• [SUPPLIED DATA]:
//! Turns builders into immutable [`Post`]s: comment HTML is reduced to text
//! with quote, link and style ranges resolved against a frozen
//! [`ParseLookups`] snapshot.

mod comment;
mod links;

use std::collections::BTreeSet;
use std::ops::Range;
use std::sync::Arc;

use lazy_static::lazy_static;
use log::warn;
use percent_encoding::percent_decode_str;
use regex::Regex;

use crate::model::{
    BoardDescriptor, Post, PostBuilder, PostComment, PostFlags, PostParts, Quote, QuoteSpan,
    SpanKind, ThreadDescriptor,
};
use crate::reader::ParseLookups;
use crate::{Error, Result};

/// Decodes HTML entities, falling back to the handful of entities imageboards
/// actually emit when the text is not well formed.
pub fn unescape<T: AsRef<str>>(text: T) -> String {
    let text = text.as_ref();
    if !text.contains('&') {
        return text.to_string();
    }
    match htmlescape::decode_html(text) {
        Ok(text) => text,
        Err(err) => {
            log::trace!("falling back to simple unescape: {:?}", err);
            text.replace("&gt;", ">")
                .replace("&lt;", "<")
                .replace("&quot;", "\"")
                .replace("&#039;", "'")
                .replace("&#39;", "'")
                .replace("&amp;", "&")
        }
    }
}

#[derive(Clone)]
pub struct PostParser {
    lookups: Arc<ParseLookups>,
    is_catalog: bool,
}

impl PostParser {
    pub fn new(lookups: Arc<ParseLookups>, is_catalog: bool) -> Self {
        Self {
            lookups,
            is_catalog,
        }
    }

    pub fn lookups(&self) -> &ParseLookups {
        &self.lookups
    }

    /// Consumes a builder. Fails only when the builder has no usable post
    /// descriptor; anything odd inside the comment degrades to plain text.
    pub fn parse(&self, builder: PostBuilder) -> Result<Post> {
        let descriptor = builder
            .post_descriptor()
            .ok_or(Error::MissingField("no"))?;
        let comment = self.parse_comment(descriptor.thread(), &builder.comment);

        let replies_to = comment
            .quotes()
            .iter()
            .filter(|q| !q.dead && q.quote.is_in_thread(descriptor.thread()))
            .map(|q| q.quote.post_no())
            .filter(|no| *no != descriptor.post_no())
            .collect::<BTreeSet<_>>();

        let flags = PostFlags {
            op: builder.op,
            sticky: builder.sticky,
            closed: builder.closed,
            archived: builder.archived,
            endless: builder.endless,
            own: self.lookups.is_saved(&descriptor),
        };
        let filter = self.lookups.filter_outcome(&descriptor);

        Ok(PostParts {
            comment,
            raw_comment: builder.comment,
            subject: builder.subject.map(unescape).filter(|s| !s.is_empty()),
            name: builder.name.map(unescape).filter(|s| !s.is_empty()),
            tripcode: builder.tripcode,
            poster_id: builder.poster_id,
            moderator_capcode: builder.moderator_capcode,
            timestamp: builder.timestamp,
            images: builder.images,
            http_icons: builder.http_icons,
            replies_to,
            flags,
            filter,
            descriptor,
        }
        .into())
    }

    /// Parses comment HTML for a post living in `thread`.
    pub fn parse_comment(&self, thread: &ThreadDescriptor, html: &str) -> PostComment {
        let walked = comment::walk(html);
        let text = walked.text;

        let mut quotes = Vec::new();
        let mut link_ranges = Vec::new();
        let mut anchor_ranges = Vec::with_capacity(walked.anchors.len());
        for (range, href) in walked.anchors {
            anchor_ranges.push(range.clone());
            match self.classify_href(&href, thread) {
                Some(quote) => quotes.push(self.quote_span(range, quote, thread)),
                None => link_ranges.push((range, self.link_kind(href, thread))),
            }
        }
        for (range, post_no) in comment::text_quotes(&text, &anchor_ranges) {
            quotes.push(self.quote_span(range, Quote::Quote { post_no }, thread));
        }
        quotes.sort_by_key(|q| q.range.start);

        link_ranges.extend(
            links::find_urls(&text)
                .into_iter()
                .map(|(range, href)| (range, SpanKind::Link(href))),
        );
        let spans = links::cover(text.len(), link_ranges);

        let mut styles = walked.styles;
        styles.extend(comment::greentext_lines(&text));
        styles.sort_by_key(|s| (s.range.start, s.range.end));
        styles.dedup();

        debug_assert!(spans
            .iter()
            .all(|s| s.range.start < s.range.end && s.range.end <= text.len()));
        PostComment::new(text, spans, quotes, styles)
    }

    fn classify_href(&self, href: &str, thread: &ThreadDescriptor) -> Option<Quote> {
        lazy_static! {
            static ref FULL_QUOTE: Regex =
                Regex::new(r"^(?:(?:https?:)?//[^/]+)?/(\w+)/(?:res|thread)/(\d+)(?:\.html)?#p?(\d+)$")
                    .unwrap();
            static ref INTERNAL_QUOTE: Regex = Regex::new(r"^#p?(\d+)$").unwrap();
        }

        if let Some(cap) = INTERNAL_QUOTE.captures(href) {
            let post_no = cap[1].parse::<u64>().ok()?;
            return Some(Quote::Quote { post_no });
        }

        let cap = FULL_QUOTE.captures(href)?;
        let (thread_no, post_no) = match (cap[2].parse::<u64>(), cap[3].parse::<u64>()) {
            (Ok(t), Ok(p)) => (t, p),
            _ => {
                warn!("unparseable quote link '{}'", href);
                return None;
            }
        };
        let board = BoardDescriptor::from_site(thread.board().site().clone(), &cap[1]);
        if !self.is_catalog
            && &board == thread.board()
            && thread_no == thread.thread_no()
            && self.lookups.is_internal(post_no)
        {
            return Some(Quote::Quote { post_no });
        }
        Some(Quote::FullQuote {
            board,
            thread_no,
            post_no,
        })
    }

    /// Board index and catalog search links on the same site. Absolute links
    /// only count when they point at a `boards.` host.
    fn link_kind(&self, href: String, thread: &ThreadDescriptor) -> SpanKind {
        lazy_static! {
            static ref BOARD_LINK: Regex =
                Regex::new(r"^(?:(?:https?:)?//boards\.[^/]+)?/(\w+)/(?:index\.html)?$").unwrap();
            static ref BOARD_SEARCH: Regex =
                Regex::new(r"^(?:(?:https?:)?//boards\.[^/]+)?/(\w+)/catalog#s=(.*)$").unwrap();
        }

        let site = thread.board().site();
        if let Some(cap) = BOARD_LINK.captures(&href) {
            return SpanKind::BoardLink(BoardDescriptor::from_site(site.clone(), &cap[1]));
        }
        if let Some(cap) = BOARD_SEARCH.captures(&href) {
            let raw = cap[2].replace('+', " ");
            let query = percent_decode_str(&raw).decode_utf8_lossy().into_owned();
            return SpanKind::SearchLink {
                board: BoardDescriptor::from_site(site.clone(), &cap[1]),
                query,
            };
        }
        SpanKind::Link(href)
    }

    fn quote_span(&self, range: Range<usize>, quote: Quote, thread: &ThreadDescriptor) -> QuoteSpan {
        let target = match &quote {
            Quote::Quote { post_no } => thread.post(*post_no),
            Quote::FullQuote {
                board,
                thread_no,
                post_no,
            } => board.thread(*thread_no).post(*post_no),
        };
        let dead = !self.is_catalog
            && quote.is_in_thread(thread)
            && !self.lookups.is_internal(quote.post_no());

        QuoteSpan {
            range,
            targets_me: self.lookups.is_saved(&target),
            filter: self.lookups.filter_outcome(&target),
            dead,
            quote,
        }
    }
}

• [WHAT NEEDS TO BE DONE]:
Retype all of the data shown above, word for word.

• [TASK SOLUTION]:
//! Turns builders into immutable [`Post`]s: comment HTML is reduced to text
//! with quote, link and style ranges resolved against a frozen
//! [`ParseLookups`] snapshot.

mod comment;
mod links;

use std::collections::BTreeSet;
use std::ops::Range;
use std::sync::Arc;

use lazy_static::lazy_static;
use log::warn;
use percent_encoding::percent_decode_str;
use regex::Regex;

use crate::model::{
    BoardDescriptor, Post, PostBuilder, PostComment, PostFlags, PostParts, Quote, QuoteSpan,
    SpanKind, ThreadDescriptor,
};
use crate::reader::ParseLookups;
use crate::{Error, Result};

/// Decodes HTML entities, falling back to the handful of entities imageboards
/// actually emit when the text is not well formed.
pub fn unescape<T: AsRef<str>>(text: T) -> String {
    let text = text.as_ref();
    if !text.contains('&') {
        return text.to_string();
    }
    match htmlescape::decode_html(text) {
        Ok(text) => text,
        Err(err) => {
            log::trace!("falling back to simple unescape: {:?}", err);
            text.replace("&gt;", ">")
                .replace("&lt;", "<")
                .replace("&quot;", "\"")
                .replace("&#039;", "'")
                .replace("&#39;", "'")
                .replace("&amp;", "&")
        }
    }
}

#[derive(Clone)]
pub struct PostParser {
    lookups: Arc<ParseLookups>,
    is_catalog: bool,
}

impl PostParser {
    pub fn new(lookups: Arc<ParseLookups>, is_catalog: bool) -> Self {
        Self {
            lookups,
            is_catalog,
        }
    }

    pub fn lookups(&self) -> &ParseLookups {
        &self.lookups
    }

    /// Consumes a builder. Fails only when the builder has no usable post
    /// descriptor; anything odd inside the comment degrades to plain text.
    pub fn parse(&self, builder: PostBuilder) -> Result<Post> {
        let descriptor = builder
            .post_descriptor()
            .ok_or(Error::MissingField("no"))?;
        let comment = self.parse_comment(descriptor.thread(), &builder.comment);

        let replies_to = comment
            .quotes()
            .iter()
            .filter(|q| !q.dead && q.quote.is_in_thread(descriptor.thread()))
            .map(|q| q.quote.post_no())
            .filter(|no| *no != descriptor.post_no())
            .collect::<BTreeSet<_>>();

        let flags = PostFlags {
            op: builder.op,
            sticky: builder.sticky,
            closed: builder.closed,
            archived: builder.archived,
            endless: builder.endless,
            own: self.lookups.is_saved(&descriptor),
        };
        let filter = self.lookups.filter_outcome(&descriptor);

        Ok(PostParts {
            comment,
            raw_comment: builder.comment,
            subject: builder.subject.map(unescape).filter(|s| !s.is_empty()),
            name: builder.name.map(unescape).filter(|s| !s.is_empty()),
            tripcode: builder.tripcode,
            poster_id: builder.poster_id,
            moderator_capcode: builder.moderator_capcode,
            timestamp: builder.timestamp,
            images: builder.images,
            http_icons: builder.http_icons,
            replies_to,
            flags,
            filter,
            descriptor,
        }
        .into())
    }

    /// Parses comment HTML for a post living in `thread`.
    pub fn parse_comment(&self, thread: &ThreadDescriptor, html: &str) -> PostComment {
        let walked = comment::walk(html);
        let text = walked.text;

        let mut quotes = Vec::new();
        let mut link_ranges = Vec::new();
        let mut anchor_ranges = Vec::with_capacity(walked.anchors.len());
        for (range, href) in walked.anchors {
            anchor_ranges.push(range.clone());
            match self.classify_href(&href, thread) {
                Some(quote) => quotes.push(self.quote_span(range, quote, thread)),
                None => link_ranges.push((range, self.link_kind(href, thread))),
            }
        }
        for (range, post_no) in comment::text_quotes(&text, &anchor_ranges) {
            quotes.push(self.quote_span(range, Quote::Quote { post_no }, thread));
        }
        quotes.sort_by_key(|q| q.range.start);

        link_ranges.extend(
            links::find_urls(&text)
                .into_iter()
                .map(|(range, href)| (range, SpanKind::Link(href))),
        );
        let spans = links::cover(text.len(), link_ranges);

        let mut styles = walked.styles;
        styles.extend(comment::greentext_lines(&text));
        styles.sort_by_key(|s| (s.range.start, s.range.end));
        styles.dedup();

        debug_assert!(spans
            .iter()
            .all(|s| s.range.start < s.range.end && s.range.end <= text.len()));
        PostComment::new(text, spans, quotes, styles)
    }

    fn classify_href(&self, href: &str, thread: &ThreadDescriptor) -> Option<Quote> {
        lazy_static! {
            static ref FULL_QUOTE: Regex =
                Regex::new(r"^(?:(?:https?:)?//[^/]+)?/(\w+)/(?:res|thread)/(\d+)(?:\.html)?#p?(\d+)$")
                    .unwrap();
            static ref INTERNAL_QUOTE: Regex = Regex::new(r"^#p?(\d+)$").unwrap();
        }

        if let Some(cap) = INTERNAL_QUOTE.captures(href) {
            let post_no = cap[1].parse::<u64>().ok()?;
            return Some(Quote::Quote { post_no });
        }

        let cap = FULL_QUOTE.captures(href)?;
        let (thread_no, post_no) = match (cap[2].parse::<u64>(), cap[3].parse::<u64>()) {
            (Ok(t), Ok(p)) => (t, p),
            _ => {
                warn!("unparseable quote link '{}'", href);
                return None;
            }
        };
        let board = BoardDescriptor::from_site(thread.board().site().clone(), &cap[1]);
        if !self.is_catalog
            && &board == thread.board()
            && thread_no == thread.thread_no()
            && self.lookups.is_internal(post_no)
        {
            return Some(Quote::Quote { post_no });
        }
        Some(Quote::FullQuote {
            board,
            thread_no,
            post_no,
        })
    }

    /// Board index and catalog search links on the same site. Absolute links
    /// only count when they point at a `boards.` host.
    fn link_kind(&self, href: String, thread: &ThreadDescriptor) -> SpanKind {
        lazy_static! {
            static ref BOARD_LINK: Regex =
                Regex::new(r"^(?:(?:https?:)?//boards\.[^/]+)?/(\w+)/(?:index\.html)?$").unwrap();
            static ref BOARD_SEARCH: Regex =
                Regex::new(r"^(?:(?:https?:)?//boards\.[^/]+)?/(\w+)/catalog#s=(.*)$").unwrap();
        }

        let site = thread.board().site();
        if let Some(cap) = BOARD_LINK.captures(&href) {
            return SpanKind::BoardLink(BoardDescriptor::from_site(site.clone(), &cap[1]));
        }
        if let Some(cap) = BOARD_SEARCH.captures(&href) {
            let raw = cap[2].replace('+', " ");
            let query = percent_decode_str(&raw).decode_utf8_lossy().into_owned();
            return SpanKind::SearchLink {
                board: BoardDescriptor::from_site(site.clone(), &cap[1]),
                query,
            };
        }
        SpanKind::Link(href)
    }

    fn quote_span(&self, range: Range<usize>, quote: Quote, thread: &ThreadDescriptor) -> QuoteSpan {
        let target = match &quote {
            Quote::Quote { post_no } => thread.post(*post_no),
            Quote::FullQuote {
                board,
                thread_no,
                post_no,
            } => board.thread(*thread_no).post(*post_no),
        };
        let dead = !self.is_catalog
            && quote.is_in_thread(thread)
            && !self.lookups.is_internal(quote.post_no());

        QuoteSpan {
            range,
            targets_me: self.lookups.is_saved(&target),
            filter: self.lookups.filter_outcome(&target),
            dead,
            quote,
        }
    }
}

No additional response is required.